A sense of safety and security is important for well-being and comfort, but one growing safety concern is often overlooked due to its intangible nature. Cybersecurity might not be at the forefront of most people’s priority lists, but taking some necessary steps for self-protection can save you some significant headaches and worry down the line. Affordable Colleges Online frames the challenges of the online landscape well in their article “Online Safety for College Students.”
Fans of the popular TV show The Office will remember the hilarious scene of prankster Jim Halpert dressing up like nerdy co-worker Dwight Scrute, resulting in the iconic line, “Identify theft is not a joke, Jim!” Dwight was in fact right about that, as identity theft is a serious matter that can hurt your credit, your bank account and more.
College students are especially vulnerable to identity theft for many reasons.
- Typically, students don’t entirely understand online threats. That is to be expected, as cyber threats are by nature complex and ever-evolving.
- Students often have lax cybersecurity standards, according to Pew Research Center.
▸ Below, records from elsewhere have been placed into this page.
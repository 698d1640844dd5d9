//! Integration tests for the HTTP router.

use std::sync::atomic::{AtomicUsize, Ordering};
use std::sync::Arc;

use async_trait::async_trait;
use axum::body::Body;
use http::Request;
use serde_json::{json, Value};
use tower::ServiceExt;

use sfgate_mcp::McpHandler;
use sfgate_salesforce::{Credentials, SalesforceConnector, SalesforceError, SalesforceSession};
use sfgate_transport_http::{build_router, AppState, SecretPolicy};

#[derive(Default)]
struct CountingConnector {
    logins: AtomicUsize,
}

#[async_trait]
impl SalesforceConnector for CountingConnector {
    async fn login(&self, _: &Credentials) -> Result<Box<dyn SalesforceSession>, SalesforceError> {
        self.logins.fetch_add(1, Ordering::SeqCst);
        Ok(Box::new(StaticSession))
    }
}

struct StaticSession;

#[async_trait]
impl SalesforceSession for StaticSession {
    async fn query(&self, _: &str) -> Result<Value, SalesforceError> {
        Ok(json!({"totalSize": 1, "done": true, "records": [{"Id": "001"}]}))
    }

    async fn tooling_query(&self, _: &str) -> Result<Value, SalesforceError> {
        Ok(json!({"records": []}))
    }

    async fn describe_object(&self, name: &str) -> Result<Value, SalesforceError> {
        Ok(json!({"name": name}))
    }
}

fn make_state(policy: SecretPolicy) -> (AppState, Arc<CountingConnector>) {
    let connector = Arc::new(CountingConnector::default());
    let handler = McpHandler::new(connector.clone(), sfgate_salesforce::DEFAULT_LOGIN_URL);
    (
        AppState {
            handler: Arc::new(handler),
            policy,
        },
        connector,
    )
}

fn app(policy: SecretPolicy) -> axum::Router {
    build_router(make_state(policy).0)
}

fn post_mcp() -> http::request::Builder {
    Request::builder()
        .method("POST")
        .uri("/mcp")
        .header("content-type", "application/json")
}

fn with_sf_headers(builder: http::request::Builder) -> http::request::Builder {
    builder
        .header("x-sf-username", "user@example.com")
        .header("x-sf-password", "pw")
        .header("x-sf-security-token", "tok")
}

async fn body_json(resp: axum::response::Response) -> Value {
    let bytes = axum::body::to_bytes(resp.into_body(), 64 * 1024)
        .await
        .expect("body");
    serde_json::from_slice(&bytes).expect("json body")
}

const QUERY_CALL: &str = r#"{"jsonrpc":"2.0","id":"abc","method":"tools/call","params":{"name":"query","arguments":{"query":"SELECT Id FROM Account"}}}"#;

#[tokio::test]
async fn health_reports_service() {
    let req = Request::builder()
        .uri("/health")
        .body(Body::empty())
        .expect("req");
    let resp = app(SecretPolicy::Disabled).oneshot(req).await.expect("resp");
    assert_eq!(resp.status(), 200);
    let body = body_json(resp).await;
    assert_eq!(body["status"], "healthy");
    assert_eq!(body["service"], "mcp-salesforce-server");
}

#[tokio::test]
async fn descriptor_lists_headers() {
    let req = Request::builder().uri("/").body(Body::empty()).expect("req");
    let resp = app(SecretPolicy::Disabled).oneshot(req).await.expect("resp");
    assert_eq!(resp.status(), 200);
    let body = body_json(resp).await;
    assert_eq!(body["requiredHeaders"].as_array().expect("arr").len(), 3);
    assert!(body["optionalHeaders"]
        .as_array()
        .expect("arr")
        .contains(&json!("x-secret-key")));
}

#[tokio::test]
async fn tools_endpoint_lists_four_tools() {
    let req = Request::builder()
        .uri("/tools")
        .body(Body::empty())
        .expect("req");
    let resp = app(SecretPolicy::Disabled).oneshot(req).await.expect("resp");
    let body = body_json(resp).await;
    assert_eq!(body["tools"].as_array().expect("tools").len(), 4);
}

#[tokio::test]
async fn mcp_parse_error_has_null_id() {
    let req = post_mcp()
        .body(Body::from("not json"))
        .expect("req");
    let resp = app(SecretPolicy::Disabled).oneshot(req).await.expect("resp");
    assert_eq!(resp.status(), 200);
    let body = body_json(resp).await;
    assert_eq!(body["error"]["code"], -32700);
    assert!(body["id"].is_null());
}

#[tokio::test]
async fn mcp_invalid_request_echoes_id() {
    let req = post_mcp()
        .body(Body::from(r#"{"jsonrpc":"2.0","id":5}"#))
        .expect("req");
    let resp = app(SecretPolicy::Disabled).oneshot(req).await.expect("resp");
    assert_eq!(resp.status(), 200);
    let body = body_json(resp).await;
    assert_eq!(body["error"]["code"], -32600);
    assert_eq!(body["id"], 5);
}

#[tokio::test]
async fn fractional_and_unsigned_ids_are_echoed() {
    for (raw, expected) in [
        ("1.5", json!(1.5)),
        ("18446744073709551615", json!(u64::MAX)),
    ] {
        let body = format!(r#"{{"jsonrpc":"2.0","id":{raw},"method":"initialize"}}"#);
        let req = post_mcp().body(Body::from(body)).expect("req");
        let resp = app(SecretPolicy::Disabled).oneshot(req).await.expect("resp");
        assert_eq!(resp.status(), 200);
        let body = body_json(resp).await;
        assert_eq!(body["id"], expected);
        assert!(body.get("result").is_some(), "id {raw} should not be rejected");
    }
}

#[tokio::test]
async fn initialize_without_id_answers_with_null_id() {
    let req = post_mcp()
        .body(Body::from(r#"{"method":"initialize"}"#))
        .expect("req");
    let resp = app(SecretPolicy::Enforced("s3cret".into()))
        .oneshot(req)
        .await
        .expect("resp");
    assert_eq!(resp.status(), 200);
    let body = body_json(resp).await;
    assert_eq!(body["jsonrpc"], "2.0");
    assert!(body["id"].is_null());
    assert_eq!(body["result"]["protocolVersion"], "2024-11-05");
}

#[tokio::test]
async fn tools_list_skips_secret_check() {
    let req = post_mcp()
        .body(Body::from(r#"{"jsonrpc":"2.0","id":1,"method":"tools/list"}"#))
        .expect("req");
    let resp = app(SecretPolicy::Enforced("s3cret".into()))
        .oneshot(req)
        .await
        .expect("resp");
    assert_eq!(resp.status(), 200);
}

#[tokio::test]
async fn tools_call_missing_secret_is_401() {
    let (state, connector) = make_state(SecretPolicy::Enforced("s3cret".into()));
    let req = with_sf_headers(post_mcp())
        .body(Body::from(QUERY_CALL))
        .expect("req");
    let resp = build_router(state).oneshot(req).await.expect("resp");
    assert_eq!(resp.status(), 401);
    let body = body_json(resp).await;
    assert_eq!(body["id"], "abc");
    assert_eq!(body["error"]["code"], -32001);
    assert_eq!(body["error"]["message"], "Missing x-secret-key header");
    assert_eq!(connector.logins.load(Ordering::SeqCst), 0);
}

#[tokio::test]
async fn tools_call_wrong_secret_is_401() {
    let req = with_sf_headers(post_mcp())
        .header("x-secret-key", "guess")
        .body(Body::from(QUERY_CALL))
        .expect("req");
    let resp = app(SecretPolicy::Enforced("s3cret".into()))
        .oneshot(req)
        .await
        .expect("resp");
    assert_eq!(resp.status(), 401);
    let body = body_json(resp).await;
    assert_eq!(body["error"]["message"], "Invalid secret key");
}

#[tokio::test]
async fn tools_call_with_secret_returns_pretty_result() {
    let (state, connector) = make_state(SecretPolicy::Enforced("s3cret".into()));
    let req = with_sf_headers(post_mcp())
        .header("x-secret-key", "s3cret")
        .body(Body::from(QUERY_CALL))
        .expect("req");
    let resp = build_router(state).oneshot(req).await.expect("resp");
    assert_eq!(resp.status(), 200);
    let body = body_json(resp).await;
    assert_eq!(body["id"], "abc");
    assert_eq!(body["result"]["isError"], false);
    let text = body["result"]["content"][0]["text"].as_str().expect("text");
    assert!(text.contains("\n  \"done\": true"));
    assert_eq!(connector.logins.load(Ordering::SeqCst), 1);
}

#[tokio::test]
async fn permissive_policy_allows_tools_call() {
    let req = with_sf_headers(post_mcp())
        .body(Body::from(QUERY_CALL))
        .expect("req");
    let resp = app(SecretPolicy::Permissive).oneshot(req).await.expect("resp");
    assert_eq!(resp.status(), 200);
    let body = body_json(resp).await;
    assert!(body.get("result").is_some());
}

#[tokio::test]
async fn tools_call_without_sf_headers_is_invalid_params() {
    let (state, connector) = make_state(SecretPolicy::Disabled);
    let req = post_mcp()
        .header("x-sf-username", "user@example.com")
        .body(Body::from(QUERY_CALL))
        .expect("req");
    let resp = build_router(state).oneshot(req).await.expect("resp");
    assert_eq!(resp.status(), 200);
    let body = body_json(resp).await;
    assert_eq!(body["error"]["code"], -32602);
    assert_eq!(connector.logins.load(Ordering::SeqCst), 0);
}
- Students are not always as diligent at keeping up with all their incoming and outgoing expenses, so fraudulent charges can go under the radar.
- Few college students have had the chance to make big financial changes that might significantly decrease their credit scores, like buying a house or car. A good credit score makes it easy to get credit approved, which in turn makes it easier for thieves to apply for fraudulent credit cards. This can go on for years without a student ever knowing.
- Close living proximity, multiple device use and social media usage also play a big part.
Common activities that can put you at risk include online shopping, email, social media, online dating and meetups, job scams, and cyberbullying. Each of these activities has different risks inherent to them, so take the time to learn best practices with each as much as possible.
General Cybersecurity Tips
- Don’t use Wi-Fi networks that are unknown or unsecure networks, otherwise known as open networks. Open networks do not hide private data well, which means private data is more vulnerable to theft.
- Strong passwords on all devices can better protect you. A complex list of letters, numbers and special characters numbering at least 12 is recommended. Of course, that would be impossible to keep up with, so a password generator and storage plan such as Norton’s Identity Safe Password Generator will need to be employed.
- Do the two-step. Authentication, that is. Many sites and services utilize two-step or multi-factor authentication to prevent hacking. It requires an extra step, such as entering your password and then a verification code sent to your phone. It can be annoying, but it does help protect your data from unauthorized users.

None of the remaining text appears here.